Proverbs


Proverbs 30:24-25 says: “(There are) things on earth (that) are small, yet they are exceedingly wise: the ants are a people without strength, yet they provide their food in the summer.”

I have to admit I’ve never really paid much attention to ants.  I haven’t studied their living patterns as an adult and I wasn’t one of those kids who went out looking for ant hills to poke around at or try and fry one with a magnifying glass held up to the sun.  One of my more recent experiences with ants came when we were having a problem with some ants coming in our house through the side door.  We got a spray that we sprayed across the threshold that has pretty much kept them out ever since.  Usually they keep to their world and I keep to mine.  In the last few weeks I’ve come across a couple different statements about ants that have caught my attention. 

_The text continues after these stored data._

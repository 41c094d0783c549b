//! Error taxonomy shared by every Vector Bridge component.
//!
//! Query-time failures surface to the caller as a single [`BridgeError`];
//! [`BridgeError::kind`] gives the machine-readable half of the
//! "kind + message" pair. Noisy passages are never errors: the pipeline
//! drops them silently.

use serde::Serialize;
use thiserror::Error;

/// Errors raised by reconciliation, embedding, adapters, training, and retrieval.
#[derive(Debug, Error)]
pub enum BridgeError {
    /// Missing credentials, unknown index, or a model/index pairing whose
    /// dimensions disagree. Fatal, never retried.
    #[error("configuration error: {0}")]
    Configuration(String),
    /// A remote inference call failed on both the primary and secondary endpoint.
    #[error("embedding provider failed: {0}")]
    TransientProvider(String),
    /// A zero-norm vector after reconciliation, or a mid-request dimension mismatch.
    #[error("degenerate input: {0}")]
    DegenerateInput(String),
    /// Adapter training collected fewer usable (text, vector) pairs than required.
    #[error(
        "only {found} usable (text, vector) pairs collected, at least {required} required; \
         raise adapter.scan_rounds / adapter.scan_top_k, or check that the index metadata \
         stores passage text under one of: {keys}"
    )]
    InsufficientTrainingData {
        found: usize,
        required: usize,
        keys: String,
    },
    /// The vector index collaborator rejected or failed a request.
    #[error("vector index error: {0}")]
    Index(String),
    /// Filesystem failures while reading or writing an adapter artifact.
    #[error("io error: {0}")]
    Io(#[from] std::io::Error),
}

/// Machine-readable error category, stable across message wording changes.
#[derive(Debug, Clone, Copy, PartialEq, Eq, Serialize)]
#[serde(rename_all = "snake_case")]
pub enum ErrorKind {
    Configuration,
    TransientProvider,
    DegenerateInput,
    InsufficientTrainingData,
    Index,
    Io,
}

impl ErrorKind {
    pub fn as_str(self) -> &'static str {
        match self {
            ErrorKind::Configuration => "configuration",
            ErrorKind::TransientProvider => "transient_provider",
            ErrorKind::DegenerateInput => "degenerate_input",
            ErrorKind::InsufficientTrainingData => "insufficient_training_data",
            ErrorKind::Index => "index",
            ErrorKind::Io => "io",
        }
    }
}

impl std::fmt::Display for ErrorKind {
    fn fmt(&self, f: &mut std::fmt::Formatter<'_>) -> std::fmt::Result {
        f.write_str(self.as_str())
    }
}

impl BridgeError {
    pub fn kind(&self) -> ErrorKind {
        match self {
            BridgeError::Configuration(_) => ErrorKind::Configuration,
            BridgeError::TransientProvider(_) => ErrorKind::TransientProvider,
            BridgeError::DegenerateInput(_) => ErrorKind::DegenerateInput,
            BridgeError::InsufficientTrainingData { .. } => ErrorKind::InsufficientTrainingData,
            BridgeError::Index(_) => ErrorKind::Index,
            BridgeError::Io(_) => ErrorKind::Io,
        }
    }

    /// Structured `{kind, message}` view for callers that serialize failures.
    pub fn to_failure(&self) -> Failure {
        Failure {
            kind: self.kind(),
            message: self.to_string(),
        }
    }
}

/// Serializable failure report handed to outer layers (CLI `--json`, HTTP views).
#[derive(Debug, Clone, Serialize)]
pub struct Failure {
    pub kind: ErrorKind,
    pub message: String,
}

pub type Result<T, E = BridgeError> = std::result::Result<T, E>;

One of them came from the book Cradle to Cradle.  It’s a book about how we can shift our focus in how we design everything from buildings to cars to shoes in a way that imitates the rest of nature where waste always equals food, a nutrient to help other things live, rather than waste equals toxic garbage dumps.  The authors give the example of the ant as a creature that is well adapted to its local environment.  Wherever ants show up, in all their 8 thousand different kinds, they enrich their environment and adapt to its peculiar features.  Their food economy allows them to store food them themselves, even as they recycle nutrients and by taking them deeper into the soil so plants and microorganisms can process them.  In their transportation economy they aerate soil around plant roots which lets water better penetrate the ground, helping plant life and reducing erosion.  To the argument that ants are too small to make a negative impact on the planet while humans are a massive, industrial species, the authors point out that it is estimated that all of the ants on the planet are equal to the body mass of all the humans on the planet, and yet they not only do no harm, but improve the systems they live in.  (Cradle to Cradle: Remaking the Way We Make Things, McDonough and Braungart, 2002)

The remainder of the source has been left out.